Runaround the Blueprint for How San Diego’s Backcountry Grows

The county of San Diego put 13 years, $18 million dollars and plenty of terse debate into redrawing its blueprint for how the backcountry grows.

Now, advocates fear, it completely undermined that effort immediately after finalizing it. (North County Times)

Supervisors gave nearly 200 property requests that weren’t adopted new life last week, promising them another round of hearings. Supervisor Ron Roberts doesn’t think it’s a big deal; Dianne Jacobs thinks her colleagues could be undoing what they just finished up.

• Background: I hit the backcountry with NBC7 San Diego earlier this year to explain what this new blueprint is all about.

Fact Checking the Violent Imagery of Redevelopment

In the wake of the state’s move to curtail redevelopment, local politicians have claimed it was some kind of political burglary. From press conference to press conference, local mayors and city council members have decried the move as Sacramento taking money from local cities. The imagery has gotten downright violent.

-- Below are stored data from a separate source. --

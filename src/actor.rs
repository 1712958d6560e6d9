use tokio::sync::{
    mpsc::{self, UnboundedReceiver, UnboundedSender},
    oneshot,
};

use crate::error::{Error, Result};

/// Sending half of an actor's mailbox
pub struct ActorRef<T> {
    tx: UnboundedSender<T>,
}

impl<T> Clone for ActorRef<T> {
    fn clone(&self) -> Self {
        Self {
            tx: self.tx.clone(),
        }
    }
}

impl<T> ActorRef<T> {
    pub fn new() -> (Self, UnboundedReceiver<T>) {
        let (tx, rx) = mpsc::unbounded_channel();
        (Self { tx }, rx)
    }

    pub fn send(&self, msg: T) -> Result<()> {
        self.tx
            .send(msg)
            .map_err(|_| Error::General("Actor is no longer running".to_string()))
    }
}

/// Reply-to-origin: the one-shot channel an actor answers a request on
pub struct Rto<T> {
    tx: oneshot::Sender<Result<T>>,
}

impl<T> Rto<T> {
    pub fn new() -> (Self, oneshot::Receiver<Result<T>>) {
        let (tx, rx) = oneshot::channel();
        (Self { tx }, rx)
    }

    pub fn reply(self, value: Result<T>) {
        if self.tx.send(value).is_err() {
            log::debug!("Requester went away before the reply was sent");
        }
    }
}

/// Sends a request to an actor and waits for its reply.
///
/// `send_message!(actor, RequestEnum, Variant, args...)` builds
/// `RequestEnum::Variant(args..., rto)`.
#[macro_export]
macro_rules! send_message {
    ($actor:expr, $enum:ident, $variant:ident $(, $arg:expr)* $(,)?) => {{
        let (rto, rx) = $crate::actor::Rto::new();
        match $actor.send($enum::$variant($($arg,)* rto)) {
            Ok(_) => match rx.await {
                Ok(res) => res,
                Err(_) => Err($crate::error::Error::General(
                    "Actor dropped the request".to_string(),
                )),
            },
            Err(e) => Err(e),
        }
    }};
}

The Union Tribune fact checked the claims of a Sacramento heist.

“This is a gun at the head of each and every one of our agencies,” reporter Matt Hall quotes National City Mayor Ron Morrison as saying.

Hall wondered:

So all that money’s going to Sacramento then, right?

Well, no.

The state isn’t actually “taking money” from local officials.

He jokingly asked if VOSD had trademarked “Fact Check.” No, we didn’t. But we did do a similar fact check of Assemblyman Nathan Fletcher. He had claimed that, without his legislation dramatically expanding redevelopment downtown, the money was “going to be sent to Sacramento.”

Property taxes never go to Sacramento. They stay here to fund local agencies, schools, the county and cities. Here’s a short video explainer about where that money goes.

Jets vs. Sharks with Pedals

San Diego knows pedi-cab political drama. The permanent and somewhat charming pedi-cabs have been a staple of downtown San Diego for years. Several years ago, how to regulate them became one of City Hall’s annoying yet necessary crises.

Now, a San Diego pedi-cab operator is expanding into San Francisco, and it’s becoming a problem. The Bay Area city is just now getting to know the transportation phenomenon, reports the Bay Citizen and New York Times. And the San Diego company is rubbing its competition the wrong way.

“But the arrival of West Coast Pedicab, which the police say does not have all the proper permits, has touched off a small war.”

Medical Marijuana Status Quo Endorsement

Mayor Jerry Sanders refused to get involved in discussions to regulate medical marijuana in San Diego, going so far as to neither sign nor veto the laws the City Council passed. Now, advocates managed to gather enough signatures to force the council to repeal those laws.

The Mayor’s Office tells the Union-Tribune he does not plan to crack down on the estimated 160 collectives operating without clear rules from the city.

Why Do Robots Creep People Out?

That’s what researchers at UCSD are trying to figure out as robots and human-ish characters are being used more and more to teach and assist people.